# Task brief
The required result is each line of the entries below containing the string "faces".

Segment Start: Given records

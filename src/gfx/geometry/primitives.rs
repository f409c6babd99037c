//! # Primitive Shape Generation
//!
//! Y-up primitives centred on the origin, each with normals and texture
//! coordinates. Planes and rings lie in the XY plane facing +Z; callers rotate
//! them onto the ground.

use super::GeometryData;
use std::f32::consts::{PI, TAU};

/// Generate an axis-aligned box centred at the origin
///
/// # Arguments
/// * `width` - Extent along X
/// * `height` - Extent along Y
/// * `depth` - Extent along Z
pub fn generate_box(width: f32, height: f32, depth: f32) -> GeometryData {
    let mut data = GeometryData::new();
    let (hx, hy, hz) = (width * 0.5, height * 0.5, depth * 0.5);

    // (normal, u axis, v axis) per face
    let faces: [([f32; 3], [f32; 3], [f32; 3]); 6] = [
        ([0.0, 0.0, 1.0], [1.0, 0.0, 0.0], [0.0, 1.0, 0.0]),
        ([0.0, 0.0, -1.0], [-1.0, 0.0, 0.0], [0.0, 1.0, 0.0]),
        ([1.0, 0.0, 0.0], [0.0, 0.0, -1.0], [0.0, 1.0, 0.0]),
        ([-1.0, 0.0, 0.0], [0.0, 0.0, 1.0], [0.0, 1.0, 0.0]),
        ([0.0, 1.0, 0.0], [1.0, 0.0, 0.0], [0.0, 0.0, -1.0]),
        ([0.0, -1.0, 0.0], [1.0, 0.0, 0.0], [0.0, 0.0, 1.0]),
    ];

    for (normal, u_axis, v_axis) in faces {
        let base = data.vertices.len() as u32;
        for (u, v) in [(-1.0, -1.0), (1.0, -1.0), (1.0, 1.0), (-1.0, 1.0)] {
            let p = [
                normal[0] + u * u_axis[0] + v * v_axis[0],
                normal[1] + u * u_axis[1] + v * v_axis[1],
                normal[2] + u * u_axis[2] + v * v_axis[2],
            ];
            data.vertices.push([p[0] * hx, p[1] * hy, p[2] * hz]);
            data.normals.push(normal);
            data.tex_coords.push([(u + 1.0) * 0.5, (v + 1.0) * 0.5]);
        }
        data.indices
            .extend_from_slice(&[base, base + 1, base + 2, base + 2, base + 3, base]);
    }

    data
}

/// Generate a UV sphere
///
/// # Arguments
/// * `radius` - Sphere radius
/// * `width_segments` - Segments around the equator (min 3)
/// * `height_segments` - Segments from pole to pole (min 2)
pub fn generate_sphere(radius: f32, width_segments: u32, height_segments: u32) -> GeometryData {
    let mut data = GeometryData::new();

    let long_segs = width_segments.max(3);
    let lat_segs = height_segments.max(2);

    for lat in 0..=lat_segs {
        let theta = lat as f32 * PI / lat_segs as f32;
        let (sin_theta, cos_theta) = theta.sin_cos();

        for long in 0..=long_segs {
            let phi = long as f32 * TAU / long_segs as f32;
            let (sin_phi, cos_phi) = phi.sin_cos();

            let x = sin_theta * cos_phi;
            let y = cos_theta;
            let z = sin_theta * sin_phi;

            data.vertices.push([x * radius, y * radius, z * radius]);
            data.normals.push([x, y, z]);
            data.tex_coords
                .push([long as f32 / long_segs as f32, lat as f32 / lat_segs as f32]);
        }
    }

    for lat in 0..lat_segs {
        for long in 0..long_segs {
            let first = lat * (long_segs + 1) + long;
            let second = first + long_segs + 1;

            data.indices.extend_from_slice(&[first, second, first + 1]);
            data.indices.extend_from_slice(&[second, second + 1, first + 1]);
        }
    }

    data
}

/// Generate a capped cylinder (or frustum) along Y
///
/// A zero radius drops that cap, which is how cones are built.
///
/// # Arguments
/// * `radius_top` - Radius at +height/2
/// * `radius_bottom` - Radius at -height/2
/// * `height` - Extent along Y
/// * `segments` - Radial segments (min 3)
pub fn generate_cylinder(
    radius_top: f32,
    radius_bottom: f32,
    height: f32,
    segments: u32,
) -> GeometryData {
    let mut data = GeometryData::new();

    let segs = segments.max(3);
    let half_height = height * 0.5;
    let slope = if height > 0.0 {
        (radius_bottom - radius_top) / height
    } else {
        0.0
    };

    for i in 0..=segs {
        let angle = i as f32 * TAU / segs as f32;
        let (sin_a, cos_a) = angle.sin_cos();
        let normal = normalize([cos_a, slope, sin_a]);
        let u = i as f32 / segs as f32;

        data.vertices
            .push([radius_bottom * cos_a, -half_height, radius_bottom * sin_a]);
        data.normals.push(normal);
        data.tex_coords.push([u, 0.0]);

        data.vertices
            .push([radius_top * cos_a, half_height, radius_top * sin_a]);
        data.normals.push(normal);
        data.tex_coords.push([u, 1.0]);
    }

    for i in 0..segs {
        let bottom = i * 2;
        let top = bottom + 1;
        let bottom_next = bottom + 2;
        let top_next = bottom + 3;

        data.indices.extend_from_slice(&[bottom, top, bottom_next]);
        data.indices.extend_from_slice(&[top, top_next, bottom_next]);
    }

    if radius_bottom > 0.0 {
        add_cap(&mut data, radius_bottom, -half_height, segs, false);
    }
    if radius_top > 0.0 {
        add_cap(&mut data, radius_top, half_height, segs, true);
    }

    data
}

/// Generate a cone with its apex at +height/2
pub fn generate_cone(radius: f32, height: f32, segments: u32) -> GeometryData {
    generate_cylinder(0.0, radius, height, segments)
}

fn add_cap(data: &mut GeometryData, radius: f32, y: f32, segs: u32, top: bool) {
    let normal = if top { [0.0, 1.0, 0.0] } else { [0.0, -1.0, 0.0] };

    let center = data.vertices.len() as u32;
    data.vertices.push([0.0, y, 0.0]);
    data.normals.push(normal);
    data.tex_coords.push([0.5, 0.5]);

    for i in 0..=segs {
        let angle = i as f32 * TAU / segs as f32;
        let (sin_a, cos_a) = angle.sin_cos();
        data.vertices.push([radius * cos_a, y, radius * sin_a]);
        data.normals.push(normal);
        data.tex_coords.push([cos_a * 0.5 + 0.5, sin_a * 0.5 + 0.5]);
    }

    for i in 0..segs {
        let current = center + 1 + i;
        let next = current + 1;
        if top {
            data.indices.extend_from_slice(&[center, next, current]);
        } else {
            data.indices.extend_from_slice(&[center, current, next]);
        }
    }
}

/// Generate a plane in the XY plane facing +Z
///
/// # Arguments
/// * `width` - Extent along X
/// * `height` - Extent along Y
/// * `width_segments` - Subdivisions along X
/// * `height_segments` - Subdivisions along Y
pub fn generate_plane(
    width: f32,
    height: f32,
    width_segments: u32,
    height_segments: u32,
) -> GeometryData {
    let mut data = GeometryData::new();

    let w_segs = width_segments.max(1);
    let h_segs = height_segments.max(1);

    for y in 0..=h_segs {
        let v = y as f32 / h_segs as f32;
        let pos_y = (v - 0.5) * height;

        for x in 0..=w_segs {
            let u = x as f32 / w_segs as f32;
            let pos_x = (u - 0.5) * width;

            data.vertices.push([pos_x, pos_y, 0.0]);
            data.normals.push([0.0, 0.0, 1.0]);
            data.tex_coords.push([u, v]);
        }
    }

    for y in 0..h_segs {
        for x in 0..w_segs {
            let i = y * (w_segs + 1) + x;
            let next_row = i + w_segs + 1;

            data.indices.extend_from_slice(&[i, i + 1, next_row]);
            data.indices.extend_from_slice(&[next_row, i + 1, next_row + 1]);
        }
    }

    data
}

/// Generate a flat annulus in the XY plane facing +Z
///
/// # Arguments
/// * `inner_radius` - Radius of the hole
/// * `outer_radius` - Outer edge radius
/// * `segments` - Segments around the ring (min 3)
pub fn generate_ring(inner_radius: f32, outer_radius: f32, segments: u32) -> GeometryData {
    let mut data = GeometryData::new();
    let segs = segments.max(3);

    for i in 0..=segs {
        let angle = i as f32 * TAU / segs as f32;
        let (sin_a, cos_a) = angle.sin_cos();
        for radius in [inner_radius, outer_radius] {
            let x = radius * cos_a;
            let y = radius * sin_a;
            data.vertices.push([x, y, 0.0]);
            data.normals.push([0.0, 0.0, 1.0]);
            data.tex_coords.push([
                (x / outer_radius + 1.0) * 0.5,
                (y / outer_radius + 1.0) * 0.5,
            ]);
        }
    }

    for i in 0..segs {
        let inner = i * 2;
        let outer = inner + 1;
        let inner_next = inner + 2;
        let outer_next = inner + 3;

        data.indices.extend_from_slice(&[inner, outer, outer_next]);
        data.indices.extend_from_slice(&[inner, outer_next, inner_next]);
    }

    data
}

fn normalize(v: [f32; 3]) -> [f32; 3] {
    let len = (v[0] * v[0] + v[1] * v[1] + v[2] * v[2]).sqrt();
    if len == 0.0 {
        return v;
    }
    [v[0] / len, v[1] / len, v[2] / len]
}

Segment End: Given records

# Exercise result
    let faces: [([f32; 3], [f32; 3], [f32; 3]); 6] = [
    for (normal, u_axis, v_axis) in faces {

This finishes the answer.